Stored items:
┌──
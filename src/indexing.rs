//! Abstraction over the integer types usable as matrix indices.
//!
//! Sparse ranges and compressed storage can index with any primitive
//! integer wide enough for the dimension they address: the crate default
//! is `i32`, while the layered loader shrinks its internal row indices
//! down to `u16` when the row count allows it. [`MatIndex`] carries the
//! two conversions the engines need, checked in debug builds and free in
//! release builds.

use std::fmt::Debug;

use num_traits::int::PrimInt;

/// A matrix index.
///
/// Converts losslessly to and from `usize` for every value a correctly
/// constructed matrix can hold; out-of-range conversions are a caller
/// bug and are only caught by debug assertions.
pub trait MatIndex: Debug + PrimInt + Default + 'static {
    /// The position this index denotes.
    fn index(self) -> usize;

    /// Build an index denoting position `ind`.
    fn from_usize(ind: usize) -> Self;
}

macro_rules! mat_index_impl {
    ($($int: ty),*) => {
        $(
            impl MatIndex for $int {
                #[inline]
                fn index(self) -> usize {
                    debug_assert!(
                        usize::try_from(self).is_ok(),
                        "index does not denote a position",
                    );
                    self as usize
                }

                #[inline]
                fn from_usize(ind: usize) -> Self {
                    debug_assert!(
                        <$int>::try_from(ind).is_ok(),
                        "position overflows the index type",
                    );
                    ind as $int
                }
            }
        )*
    };
}

mat_index_impl!(u16, u32, u64, usize, i16, i32, i64, isize);

#[cfg(test)]
mod test {
    use super::MatIndex;

    #[test]
    fn round_trips_cover_the_engine_widths() {
        // i32 is the crate-wide default for sparse range indices
        assert_eq!(i32::from_usize(0).index(), 0);
        assert_eq!(i32::from_usize(i32::MAX as usize).index(), i32::MAX as usize);
        // the layered loader stores u16 row indices up to 2^16 rows
        assert_eq!(u16::from_usize(65535).index(), 65535);
        assert_eq!(u32::from_usize(65536).index(), 65536);
    }

    #[test]
    #[cfg_attr(debug_assertions, should_panic)]
    fn narrow_type_rejects_a_wide_position() {
        let _ = u16::from_usize(1 << 16);
    }

    #[test]
    #[cfg_attr(debug_assertions, should_panic)]
    fn negative_index_denotes_no_position() {
        let _ = (-3i32).index();
    }
}
//! Sparse storage engines and their construction helpers.

pub use self::compressed::{CompressedStorage, CsMatrix, SecondaryCursors};
pub use self::construct::convert_to_compressed;
pub use self::triplet::compress_sparse_triplets;

pub mod compressed;
pub mod construct;
pub mod triplet;
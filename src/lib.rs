/*!
# anymat

anymat provides uniform, value-level access to two-dimensional numeric
matrices whose physical layout may be dense or sparse, row- or
column-oriented, and possibly composed through delayed transformations.
Statistics and reduction routines iterate matrices one row or column at a
time through the [`Matrix`] trait without knowing the storage; engines
that keep streaming state hand it to callers as an opaque [`Workspace`].

## Examples

Extracting from a compressed sparse matrix:

```rust
use anymat::{CsMatrix, Matrix};

let eye = CsMatrix::<f64, i32>::new_csc(
    3, 3,
    vec![0, 1, 2, 3],
    vec![0, 1, 2],
    vec![1., 1., 1.],
).unwrap();
assert_eq!(eye.row_vec(1), vec![0., 1., 0.]);
assert_eq!(eye.col_vec(2), vec![0., 0., 1.]);
```

Delayed subsetting, with duplicate and out-of-order indices:

```rust
use std::sync::Arc;
use anymat::{DelayedSubset, DenseMatrix, Matrix};

let base = Arc::new(DenseMatrix::new_row_major(2, 2, vec![1., 2., 3., 4.]).unwrap());
let sub = DelayedSubset::rows(base, vec![1, 0, 1]).unwrap();
assert_eq!(sub.col_vec(0), vec![3., 1., 3.]);
```

Loading a Matrix Market document:

```rust
use anymat::io::load_matrix_from_buffer;
use anymat::Matrix;

let mat = load_matrix_from_buffer(b"% demo\n2 2 2\n1 1 5\n2 2 8\n").unwrap();
assert_eq!(mat.row_vec(0), vec![5., 0.]);
```
*/

pub mod content;
pub mod dense;
pub mod errors;
pub mod indexing;
pub mod io;
pub mod matrix;
pub mod sparse;
pub mod subset;

pub use crate::content::{ContentType, TypedValue, Value};
pub use crate::dense::DenseMatrix;
pub use crate::errors::AnymatError;
pub use crate::indexing::MatIndex;
pub use crate::matrix::{Matrix, SparseRange, Workspace};
pub use crate::sparse::CompressedStorage::{CSC, CSR};
pub use crate::sparse::{
    compress_sparse_triplets, convert_to_compressed, CompressedStorage, CsMatrix,
};
pub use crate::subset::DelayedSubset;
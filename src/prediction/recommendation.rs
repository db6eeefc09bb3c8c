//! Recommended actions for each severity class.

use egui::Color32;

/// Severity classes returned by the prediction service, "1" being most urgent.
#[derive(Debug, Clone, Copy, PartialEq, Eq)]
pub enum SeverityClass {
    High,
    MediumHigh,
    Medium,
    Low,
}

/// Canned guidance shown under a prediction.
#[derive(Debug, Clone, Copy, PartialEq, Eq)]
pub struct Recommendation {
    pub headline: &'static str,
    pub actions: &'static [&'static str],
}

const HIGH_ACTIONS: &[&str] = &[
    "Immediate Action → Stop distribution and usage of the device.",
    "Urgent Communication → Notify hospitals, clinics, and distributors immediately with clear instructions.",
    "Recall Execution → Arrange device return, replacement, or field correction.",
    "Root Cause Analysis → Launch urgent investigation (e.g., design flaw, manufacturing defect).",
    "Regulatory Reporting → File formal recall notice with relevant authorities (e.g., national regulator, health ministry).",
    "Patient Safety Measures → Advise on monitoring, treatment, or follow-ups if patients are at risk.",
];

const MEDIUM_HIGH_ACTIONS: &[&str] = &[
    "Controlled Recall / Field Correction → Remove affected batches or issue corrective instructions.",
    "Customer Notification → Inform healthcare providers about the issue and recommended action (inspection, repair, or labeling update).",
    "Failure Mode Investigation → Conduct root cause analysis to prevent recurrence.",
    "Replacement / Repair Program → Offer device servicing, software updates, or replacement parts.",
    "Tracking & Traceability → Identify and monitor all distributed units.",
];

const MEDIUM_ACTIONS: &[&str] = &[
    "Labeling / Instructions Update → Correct information in user manuals, labels, or packaging.",
    "Inform Distributors & Users → Communicate minor risk but clarify device can remain in use with precautions.",
    "Minor Fixes → Implement small design, manufacturing, or software improvements.",
    "Internal Documentation → Record the issue, corrective action, and quality system updates.",
    "Ongoing Monitoring → Keep track of any similar complaints to ensure no escalation.",
];

const LOW_ACTIONS: &[&str] = &[
    "Issue Safety Notice → Publish communication to users, hospitals, and distributors with specific instructions.",
    "Risk Clarification → Provide clear details on the nature of risk, usage precautions, and next steps.",
    "Corrective / Preventive Action (CAPA) → Implement preventive controls in manufacturing/design.",
    "Monitor Feedback → Collect user responses and field data for effectiveness of the alert.",
    "Update Supply Chain → Ensure distributors and partners act on the safety notice.",
];

impl SeverityClass {
    /// Exact match on the service's class string.
    pub fn from_prediction(value: &str) -> Option<Self> {
        match value {
            "1" => Some(SeverityClass::High),
            "2" => Some(SeverityClass::MediumHigh),
            "3" => Some(SeverityClass::Medium),
            "4" => Some(SeverityClass::Low),
            _ => None,
        }
    }

    pub fn recommendation(self) -> Recommendation {
        match self {
            SeverityClass::High => Recommendation {
                headline: "⚠ HIGH SEVERITY - IMMEDIATE ACTION REQUIRED",
                actions: HIGH_ACTIONS,
            },
            SeverityClass::MediumHigh => Recommendation {
                headline: "MEDIUM-HIGH SEVERITY - PROMPT ACTION NEEDED",
                actions: MEDIUM_HIGH_ACTIONS,
            },
            SeverityClass::Medium => Recommendation {
                headline: "MEDIUM SEVERITY - SYSTEMATIC MONITORING",
                actions: MEDIUM_ACTIONS,
            },
            SeverityClass::Low => Recommendation {
                headline: "✓ LOW SEVERITY - STANDARD MONITORING",
                actions: LOW_ACTIONS,
            },
        }
    }

    /// Headline colour, red through green.
    pub fn color(self) -> Color32 {
        match self {
            SeverityClass::High => Color32::from_rgb(185, 28, 28),
            SeverityClass::MediumHigh => Color32::from_rgb(194, 65, 12),
            SeverityClass::Medium => Color32::from_rgb(161, 98, 7),
            SeverityClass::Low => Color32::from_rgb(21, 128, 61),
        }
    }
}
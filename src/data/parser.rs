//! CSV Parser Module
//! Single-pass tokenizer turning delimited text into rows of string fields.

/// One parsed CSV line, fields in column order.
pub type RawRow = Vec<String>;

/// Parse CSV text into rows.
///
/// Fields are separated by commas. A double-quoted field keeps commas and
/// line breaks literally, and `""` inside it stands for one quote. Any run of
/// `\r`/`\n` outside quotes ends the current row, so blank lines and CRLF
/// never produce empty rows. A line that carries only one empty field is
/// dropped as well. A final row without a trailing newline is still emitted.
///
/// Malformed quoting is not rejected: whatever the state machine produces is
/// returned (`"ab"cd` reads as `abcd`, an unterminated quote runs to the end).
pub fn parse(text: &str) -> Vec<RawRow> {
    let mut rows = Vec::new();
    let mut row: RawRow = Vec::new();
    let mut field = String::new();
    let mut in_quotes = false;
    let mut chars = text.chars().peekable();

    while let Some(c) = chars.next() {
        if in_quotes {
            if c == '"' {
                if chars.peek() == Some(&'"') {
                    chars.next();
                    field.push('"');
                } else {
                    in_quotes = false;
                }
            } else {
                field.push(c);
            }
            continue;
        }

        match c {
            '"' => in_quotes = true,
            ',' => row.push(std::mem::take(&mut field)),
            '\n' | '\r' => {
                if !field.is_empty() || !row.is_empty() {
                    row.push(std::mem::take(&mut field));
                    rows.push(std::mem::take(&mut row));
                }
                while matches!(chars.peek(), Some('\n' | '\r')) {
                    chars.next();
                }
            }
            _ => field.push(c),
        }
    }

    if !field.is_empty() || !row.is_empty() {
        row.push(field);
        rows.push(row);
    }

    rows
}

#[cfg(test)]
mod tests {
    use super::*;
    use proptest::prelude::*;

    /// Same quoting rule the parser reads: quote only when needed.
    fn quote_field(value: &str) -> String {
        if value.contains([',', '"', '\n', '\r']) {
            format!("\"{}\"", value.replace('"', "\"\""))
        } else {
            value.to_string()
        }
    }

    fn owned(expected: &[&[&str]]) -> Vec<RawRow> {
        expected
            .iter()
            .map(|r| r.iter().map(|s| s.to_string()).collect())
            .collect()
    }

    #[test]
    fn parses_simple_rows() {
        let parsed = parse("name,classification\nPump,Class II\n");
        assert_eq!(
            parsed,
            owned(&[&["name", "classification"], &["Pump", "Class II"]])
        );
    }

    #[test]
    fn emits_trailing_row_without_newline() {
        assert_eq!(parse("a,b\nc,d"), owned(&[&["a", "b"], &["c", "d"]]));
    }

    #[test]
    fn collapses_crlf_and_blank_lines() {
        assert_eq!(
            parse("a,b\r\n\r\n\nc,d\r\n"),
            owned(&[&["a", "b"], &["c", "d"]])
        );
    }

    #[test]
    fn lone_carriage_return_ends_a_row() {
        assert_eq!(parse("a,b\rc,d"), owned(&[&["a", "b"], &["c", "d"]]));
    }

    #[test]
    fn line_with_single_empty_field_is_dropped() {
        assert_eq!(parse("a\n\"\"\nb"), owned(&[&["a"], &["b"]]));
        assert_eq!(parse("\"\""), Vec::<RawRow>::new());
    }

    #[test]
    fn keeps_empty_fields_inside_a_row() {
        assert_eq!(parse("a,,c\n,\n"), owned(&[&["a", "", "c"], &["", ""]]));
    }

    #[test]
    fn quoted_fields_keep_commas_newlines_and_quotes() {
        let parsed = parse("\"Acme, Inc.\",\"line1\nline2\",\"say \"\"hi\"\"\"\n");
        assert_eq!(
            parsed,
            owned(&[&["Acme, Inc.", "line1\nline2", "say \"hi\""]])
        );
    }

    #[test]
    fn malformed_quotes_follow_the_state_machine() {
        assert_eq!(parse("\"ab\"cd,e"), owned(&[&["abcd", "e"]]));
        assert_eq!(parse("\"open,ended\nstill"), owned(&[&["open,ended\nstill"]]));
    }

    #[test]
    fn empty_input_has_no_rows() {
        assert!(parse("").is_empty());
        assert!(parse("\r\n\n").is_empty());
    }

    #[test]
    fn quote_field_only_when_needed() {
        assert_eq!(quote_field("plain"), "plain");
        assert_eq!(quote_field("a,b"), "\"a,b\"");
        assert_eq!(quote_field("say \"x\""), "\"say \"\"x\"\"\"");
        assert_eq!(quote_field("two\nlines"), "\"two\nlines\"");
    }

    fn serialize(rows: &[RawRow]) -> String {
        rows.iter()
            .map(|r| r.iter().map(|f| quote_field(f)).collect::<Vec<_>>().join(","))
            .collect::<Vec<_>>()
            .join("\n")
    }

    proptest! {
        #[test]
        fn quoted_field_round_trips(value in "[a-zA-Z0-9 ,\"\n\r]{1,24}") {
            let line = format!("{},tail", quote_field(&value));
            let parsed = parse(&line);
            prop_assert_eq!(parsed.len(), 1);
            prop_assert_eq!(&parsed[0][0], &value);
            prop_assert_eq!(&parsed[0][1], "tail");
        }

        #[test]
        fn reserialized_rows_parse_to_same_fields(
            table in prop::collection::vec(
                prop::collection::vec("[a-z ,\"\n]{0,8}", 2..5),
                1..6,
            )
        ) {
            let rows: Vec<RawRow> = table;
            let reparsed = parse(&serialize(&rows));
            prop_assert_eq!(&reparsed, &rows);
            prop_assert_eq!(parse(&serialize(&reparsed)), reparsed);
        }
    }
}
└──
| Task |
Whenever a line of the data above includes the word "order", copy that line.

| Result for this task |
Delayed subsetting, with duplicate and out-of-order indices:
/// One parsed CSV line, fields in column order.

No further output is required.